* What to produce: Of the lines listed below, return exactly those that run from the line containing "pub fn success(&self)" through the line containing "let mut command = Command::new(&self.program);", both included.

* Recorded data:
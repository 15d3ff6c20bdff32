//! Scoped execution of native helper programs.
//!
//! The SANE and WIA adapters reach their subsystems through external
//! programs (`scanimage`, `powershell`). Every invocation here is bounded
//! by a timeout and spawned with `kill_on_drop`, so a timed-out or
//! abandoned call never leaves a process behind. Output captured to a
//! temporary file is removed when the call returns, on success or error.

use crate::core::{BackendKind, ScanError};

use std::ffi::{OsStr, OsString};
use std::io::ErrorKind;
use std::path::{Path, PathBuf};
use std::process::{ExitStatus, Stdio};
use std::time::Duration;
use tokio::process::Command;

/// Captured result of one program run.
#[derive(Debug, Clone)]
pub struct ProcessOutput {
    /// Exit status.
    pub status: ExitStatus,
    /// Bytes written to stdout (empty when stdout went to a file).
    pub stdout: Vec<u8>,
    /// Stderr, lossily decoded.
    pub stderr: String,
}

impl ProcessOutput {
    /// Returns `true` if the program exited with status zero.
    pub fn success(&self) -> bool {
        self.status.success()
    }

    /// Exit code, if the program exited normally.
    pub fn code(&self) -> Option<i32> {
        self.status.code()
    }

    /// Stdout, lossily decoded.
    pub fn stdout_lossy(&self) -> String {
        String::from_utf8_lossy(&self.stdout).into_owned()
    }

    /// A one-line description of a failed run for error messages.
    pub fn failure_summary(&self) -> String {
        let stderr = self.stderr.trim();
        match (self.code(), stderr.is_empty()) {
            (Some(code), true) => format!("exited with status {}", code),
            (Some(code), false) => format!("exited with status {}: {}", code, stderr),
            (None, true) => "terminated by signal".to_string(),
            (None, false) => format!("terminated by signal: {}", stderr),
        }
    }
}

/// Runs one external program on behalf of a backend.
#[derive(Debug, Clone)]
pub struct ProcessRunner {
    backend: BackendKind,
    program: PathBuf,
    leading_args: Vec<OsString>,
}

impl ProcessRunner {
    /// Creates a runner for `program`, attributing failures to `backend`.
    pub fn new(backend: BackendKind, program: impl Into<PathBuf>) -> Self {
        Self {
            backend,
            program: program.into(),
            leading_args: Vec::new(),
        }
    }

    /// Sets arguments passed before every call's own arguments.
    pub fn with_leading_args<I, S>(mut self, args: I) -> Self
    where
        I: IntoIterator<Item = S>,
        S: Into<OsString>,
    {
        self.leading_args = args.into_iter().map(Into::into).collect();
        self
    }

    /// Returns the program path.
    pub fn program(&self) -> &Path {
        &self.program
    }

    /// Returns the backend failures are attributed to.
    pub fn backend(&self) -> BackendKind {
        self.backend
    }

    fn command<I, S>(&self, args: I, envs: &[(&str, String)]) -> Command
    where
        I: IntoIterator<Item = S>,
        S: AsRef<OsStr>,
    {
        let mut command = Command::new(&self.program);
        command
            .args(&self.leading_args)
            .args(args)
            .envs(envs.iter().map(|(key, value)| (*key, value.as_str())))
            .stdin(Stdio::null())
            .stderr(Stdio::piped())
            .kill_on_drop(true);
        command
    }

    /// Runs the program and captures stdout and stderr.
    ///
    /// A non-zero exit is not an error here; callers decide what it means.
    ///
    /// # Errors
    ///
    /// - `BackendUnavailable` if the program cannot be found or executed.
    /// - `Timeout` if it does not exit within `timeout` (it is killed).
    pub async fn run<I, S>(
        &self,
        args: I,
        envs: &[(&str, String)],
        timeout: Duration,
    ) -> Result<ProcessOutput, ScanError>
    where
        I: IntoIterator<Item = S>,
        S: AsRef<OsStr>,
    {
        let mut command = self.command(args, envs);
        command.stdout(Stdio::piped());
        self.execute(command, timeout).await
    }

    /// Runs the program with stdout redirected to a temporary file and
    /// returns the file's contents alongside the run result.
    ///
    /// Used for image data, which can be far larger than is sensible to
    /// buffer through a pipe.
    pub async fn run_to_file<I, S>(
        &self,
        args: I,
        envs: &[(&str, String)],
        timeout: Duration,
    ) -> Result<(ProcessOutput, Vec<u8>), ScanError>
    where
        I: IntoIterator<Item = S>,
        S: AsRef<OsStr>,
    {
        let output_file = tempfile::Builder::new()
            .prefix("scanbridge-")
            .suffix(".out")
            .tempfile()
            .map_err(|e| self.io_error("create output file", e))?;
        let stdout = output_file
            .reopen()
            .map_err(|e| self.io_error("open output file", e))?;

        let mut command = self.command(args, envs);
        command.stdout(Stdio::from(stdout));
        let output = self.execute(command, timeout).await?;

        let data = tokio::fs::read(output_file.path())
            .await
            .map_err(|e| self.io_error("read output file", e))?;

        Ok((output, data))
    }

    async fn execute(
        &self,
        mut command: Command,
        timeout: Duration,
    ) -> Result<ProcessOutput, ScanError> {
        tracing::debug!(
            backend = %self.backend,
            program = %self.program.display(),
            timeout_ms = timeout.as_millis() as u64,
            "Running native helper"
        );

        let child = command.spawn().map_err(|e| self.spawn_error(e))?;

        match tokio::time::timeout(timeout, child.wait_with_output()).await {
            Ok(Ok(output)) => Ok(ProcessOutput {
                status: output.status,
                stdout: output.stdout,
                stderr: String::from_utf8_lossy(&output.stderr).into_owned(),
            }),
            Ok(Err(e)) => Err(self.io_error("wait for process", e)),
            Err(_) => {
                // Dropping the wait future drops the child, which kills it.
                tracing::warn!(
                    backend = %self.backend,
                    program = %self.program.display(),
                    timeout_ms = timeout.as_millis() as u64,
                    "Native helper timed out"
                );
                Err(ScanError::Timeout {
                    backend: self.backend,
                    elapsed: timeout,
                })
            }
        }
    }

    fn spawn_error(&self, error: std::io::Error) -> ScanError {
        match error.kind() {
            ErrorKind::NotFound | ErrorKind::PermissionDenied => ScanError::unavailable(
                self.backend,
                format!("cannot execute {}: {}", self.program.display(), error),
            ),
            _ => self.io_error("spawn process", error),
        }
    }

    fn io_error(&self, action: &str, error: std::io::Error) -> ScanError {
        ScanError::backend_error(
            self.backend,
            format!("{} ({}): {}", action, self.program.display(), error),
        )
    }
}
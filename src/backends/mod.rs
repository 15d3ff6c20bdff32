//! Scanner backend implementations.
//!
//! This module contains implementations of the `ScannerBackend` trait for
//! each platform's native scanning subsystem.
//!
//! ## Available Backends
//!
//! - [`wia`] - Windows Image Acquisition, via PowerShell COM automation
//! - [`sane`] - SANE on Linux, via `scanimage`
//! - [`ica`] - Image Capture on macOS (fixed descriptor, placeholder pages)
//! - [`mock`] - A synthetic scanner for development and tests
//!
//! Exactly one backend runs per process. [`for_platform`] and
//! [`from_config`] pick it once at startup.
//!
//! ## Implementing a Custom Backend
//!
//! To drive another acquisition path, implement the `ScannerBackend` trait:
//!
//! ```rust,ignore
//! use scanbridge::core::{AcquiredImage, BackendKind, DeviceDescriptor, ScanError, ScanParameters, ScannerBackend};
//! use async_trait::async_trait;
//!
//! #[derive(Debug)]
//! pub struct MyBackend {
//!     // Your backend's configuration
//! }
//!
//! #[async_trait]
//! impl ScannerBackend for MyBackend {
//!     fn kind(&self) -> BackendKind {
//!         BackendKind::Mock
//!     }
//!
//!     async fn enumerate(&self) -> Result<Vec<DeviceDescriptor>, ScanError> {
//!         // Discover devices
//!         todo!()
//!     }
//!
//!     async fn acquire(&self, device_id: &str, params: &ScanParameters) -> Result<AcquiredImage, ScanError> {
//!         // Acquire one page
//!         todo!()
//!     }
//! }
//! ```

pub mod ica;
pub mod mock;
pub mod process;
pub mod sane;
pub mod wia;

// Re-exports
pub use ica::IcaBackend;
pub use mock::{MockBackend, MOCK_DEVICE_ID};
pub use process::{ProcessOutput, ProcessRunner};
pub use sane::SaneBackend;
pub use wia::WiaBackend;

use crate::core::{ArcBackend, BackendKind, BridgeConfig, Platform};
use std::sync::Arc;

/// Returns the default backend for a platform.
pub fn for_platform(platform: Platform) -> ArcBackend {
    from_config(&BridgeConfig::default(), platform)
}

/// Returns the backend a configuration selects on a platform.
///
/// The configured override wins; otherwise the platform decides
/// (Windows: WIA, Linux: SANE, macOS: ICA, anything else: Mock).
pub fn from_config(config: &BridgeConfig, platform: Platform) -> ArcBackend {
    let kind = config.resolved_backend(platform);
    tracing::info!(
        platform = %platform,
        backend = %kind,
        overridden = config.backend.is_some(),
        "Selected scanner backend"
    );

    match kind {
        BackendKind::Wia => Arc::new(WiaBackend::from_config(config)),
        BackendKind::Sane => Arc::new(SaneBackend::from_config(config)),
        BackendKind::Ica => Arc::new(IcaBackend::new()),
        BackendKind::Mock => Arc::new(MockBackend::new().with_platform(platform)),
    }
}

#[cfg(test)]
mod tests {
    use super::*;

    #[test]
    fn test_for_platform() {
        assert_eq!(for_platform(Platform::Windows).kind(), BackendKind::Wia);
        assert_eq!(for_platform(Platform::Linux).kind(), BackendKind::Sane);
        assert_eq!(for_platform(Platform::Macos).kind(), BackendKind::Ica);
        assert_eq!(for_platform(Platform::Unknown).kind(), BackendKind::Mock);
    }

    #[test]
    fn test_config_override() {
        let config = BridgeConfig::default().with_backend(BackendKind::Mock);
        let backend = from_config(&config, Platform::Windows);
        assert_eq!(backend.kind(), BackendKind::Mock);
        assert_eq!(backend.name(), "Mock");
    }
}
//! Core types and traits for the scanbridge library.
//!
//! This module provides the fundamental building blocks used throughout
//! the library:
//!
//! - [`types`] - Device descriptors, scan parameters, status enums
//! - [`traits`] - The `ScannerBackend` trait
//! - [`error`] - Structured error types
//! - [`config`] - Serde configuration with file and environment loading

pub mod config;
pub mod error;
pub mod traits;
pub mod types;

pub use config::{BridgeConfig, ConfigSource, SaneConfig, WiaConfig};
pub use error::{ConfigError, EntityKind, ScanError, ScanResult};
pub use traits::{AcquiredImage, ArcBackend, ScannerBackend};
pub use types::{
    BackendKind, Capabilities, ColorMode, DeviceDescriptor, DeviceStatus, OutputFormat, Platform,
    ScanParameters, ScanStatus,
};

* Response for this exercise:
    pub fn success(&self) -> bool {
        self.status.success()
    }

    /// Exit code, if the program exited normally.
    pub fn code(&self) -> Option<i32> {
        self.status.code()
    }

    /// Stdout, lossily decoded.
    pub fn stdout_lossy(&self) -> String {
        String::from_utf8_lossy(&self.stdout).into_owned()
    }

    /// A one-line description of a failed run for error messages.
    pub fn failure_summary(&self) -> String {
        let stderr = self.stderr.trim();
        match (self.code(), stderr.is_empty()) {
            (Some(code), true) => format!("exited with status {}", code),
            (Some(code), false) => format!("exited with status {}: {}", code, stderr),
            (None, true) => "terminated by signal".to_string(),
            (None, false) => format!("terminated by signal: {}", stderr),
        }
    }
}

/// Runs one external program on behalf of a backend.
#[derive(Debug, Clone)]
pub struct ProcessRunner {
    backend: BackendKind,
    program: PathBuf,
    leading_args: Vec<OsString>,
}

impl ProcessRunner {
    /// Creates a runner for `program`, attributing failures to `backend`.
    pub fn new(backend: BackendKind, program: impl Into<PathBuf>) -> Self {
        Self {
            backend,
            program: program.into(),
            leading_args: Vec::new(),
        }
    }

    /// Sets arguments passed before every call's own arguments.
    pub fn with_leading_args<I, S>(mut self, args: I) -> Self
    where
        I: IntoIterator<Item = S>,
        S: Into<OsString>,
    {
        self.leading_args = args.into_iter().map(Into::into).collect();
        self
    }

    /// Returns the program path.
    pub fn program(&self) -> &Path {
        &self.program
    }

    /// Returns the backend failures are attributed to.
    pub fn backend(&self) -> BackendKind {
        self.backend
    }

    fn command<I, S>(&self, args: I, envs: &[(&str, String)]) -> Command
    where
        I: IntoIterator<Item = S>,
        S: AsRef<OsStr>,
    {
        let mut command = Command::new(&self.program);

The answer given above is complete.